--- Data section ---

//! Persistence layer: the `users` table behind the [`UserStore`] trait.
//!
//! [`postgres::PostgresUserStore`] is the production backend built on
//! `sqlx::PgPool`. [`memory::InMemoryUserStore`] enforces the same schema
//! constraints without a database and backs the test suite.

pub mod memory;
pub mod postgres;

use async_trait::async_trait;

use crate::domain::{NewUser, User, UserId};

pub use memory::InMemoryUserStore;
pub use postgres::PostgresUserStore;

/// Errors raised by a [`UserStore`].
#[derive(Debug, thiserror::Error)]
pub enum StoreError {
    /// No row matched the given identifier.
    #[error("user not found: {0}")]
    NotFound(UserId),

    /// The write was rejected by a schema constraint.
    #[error("constraint violation: {0}")]
    ConstraintViolation(String),

    /// Connection or query failure unrelated to the request's data.
    #[error("storage unavailable: {0}")]
    Unavailable(String),
}

/// Storage gateway for user records.
///
/// Every method is a single, non-transactional statement.
#[async_trait]
pub trait UserStore: std::fmt::Debug + Send + Sync {
    /// Creates the backing table if it does not exist. Idempotent.
    ///
    /// # Errors
    ///
    /// Returns [`StoreError::Unavailable`] if the statement fails.
    async fn ensure_schema(&self) -> Result<(), StoreError>;

    /// Returns every stored user, ordered by id.
    ///
    /// # Errors
    ///
    /// Returns [`StoreError::Unavailable`] on query failure.
    async fn list_all(&self) -> Result<Vec<User>, StoreError>;

    /// Fetches the user with the given id.
    ///
    /// # Errors
    ///
    /// Returns [`StoreError::NotFound`] if no row matches.
    async fn get_by_id(&self, id: UserId) -> Result<User, StoreError>;

    /// Inserts a row and returns it with its assigned id.
    ///
    /// # Errors
    ///
    /// Returns [`StoreError::ConstraintViolation`] if the values break a
    /// schema constraint.
    async fn insert(&self, user: NewUser) -> Result<User, StoreError>;

    /// Deletes the user with the given id and returns its prior values.
    ///
    /// # Errors
    ///
    /// Returns [`StoreError::NotFound`] if no row matches.
    async fn delete_by_id(&self, id: UserId) -> Result<User, StoreError>;

    /// Round-trips a trivial statement to check connectivity.
    ///
    /// # Errors
    ///
    /// Returns [`StoreError::Unavailable`] if the backend is unreachable.
    async fn ping(&self) -> Result<(), StoreError>;

    /// Releases backend resources. Called once on shutdown.
    async fn close(&self) {}
}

---

__Exercise prompt__:
Please repeat every record above word for word.

__Exercise output__:
//! Persistence layer: the `users` table behind the [`UserStore`] trait.
//!
//! [`postgres::PostgresUserStore`] is the production backend built on
//! `sqlx::PgPool`. [`memory::InMemoryUserStore`] enforces the same schema
//! constraints without a database and backs the test suite.

pub mod memory;
pub mod postgres;

use async_trait::async_trait;

use crate::domain::{NewUser, User, UserId};

pub use memory::InMemoryUserStore;
pub use postgres::PostgresUserStore;

/// Errors raised by a [`UserStore`].
#[derive(Debug, thiserror::Error)]
pub enum StoreError {
    /// No row matched the given identifier.
    #[error("user not found: {0}")]
    NotFound(UserId),

    /// The write was rejected by a schema constraint.
    #[error("constraint violation: {0}")]
    ConstraintViolation(String),

    /// Connection or query failure unrelated to the request's data.
    #[error("storage unavailable: {0}")]
    Unavailable(String),
}

/// Storage gateway for user records.
///
/// Every method is a single, non-transactional statement.
#[async_trait]
pub trait UserStore: std::fmt::Debug + Send + Sync {
    /// Creates the backing table if it does not exist. Idempotent.
    ///
    /// # Errors
    ///
    /// Returns [`StoreError::Unavailable`] if the statement fails.
    async fn ensure_schema(&self) -> Result<(), StoreError>;

    /// Returns every stored user, ordered by id.
    ///
    /// # Errors
    ///
    /// Returns [`StoreError::Unavailable`] on query failure.
    async fn list_all(&self) -> Result<Vec<User>, StoreError>;

    /// Fetches the user with the given id.
    ///
    /// # Errors
    ///
    /// Returns [`StoreError::NotFound`] if no row matches.
    async fn get_by_id(&self, id: UserId) -> Result<User, StoreError>;

    /// Inserts a row and returns it with its assigned id.
    ///
    /// # Errors
    ///
    /// Returns [`StoreError::ConstraintViolation`] if the values break a
    /// schema constraint.
    async fn insert(&self, user: NewUser) -> Result<User, StoreError>;

    /// Deletes the user with the given id and returns its prior values.
    ///
    /// # Errors
    ///
    /// Returns [`StoreError::NotFound`] if no row matches.
    async fn delete_by_id(&self, id: UserId) -> Result<User, StoreError>;

    /// Round-trips a trivial statement to check connectivity.
    ///
    /// # Errors
    ///
    /// Returns [`StoreError::Unavailable`] if the backend is unreachable.
    async fn ping(&self) -> Result<(), StoreError>;

    /// Releases backend resources. Called once on shutdown.
    async fn close(&self) {}
}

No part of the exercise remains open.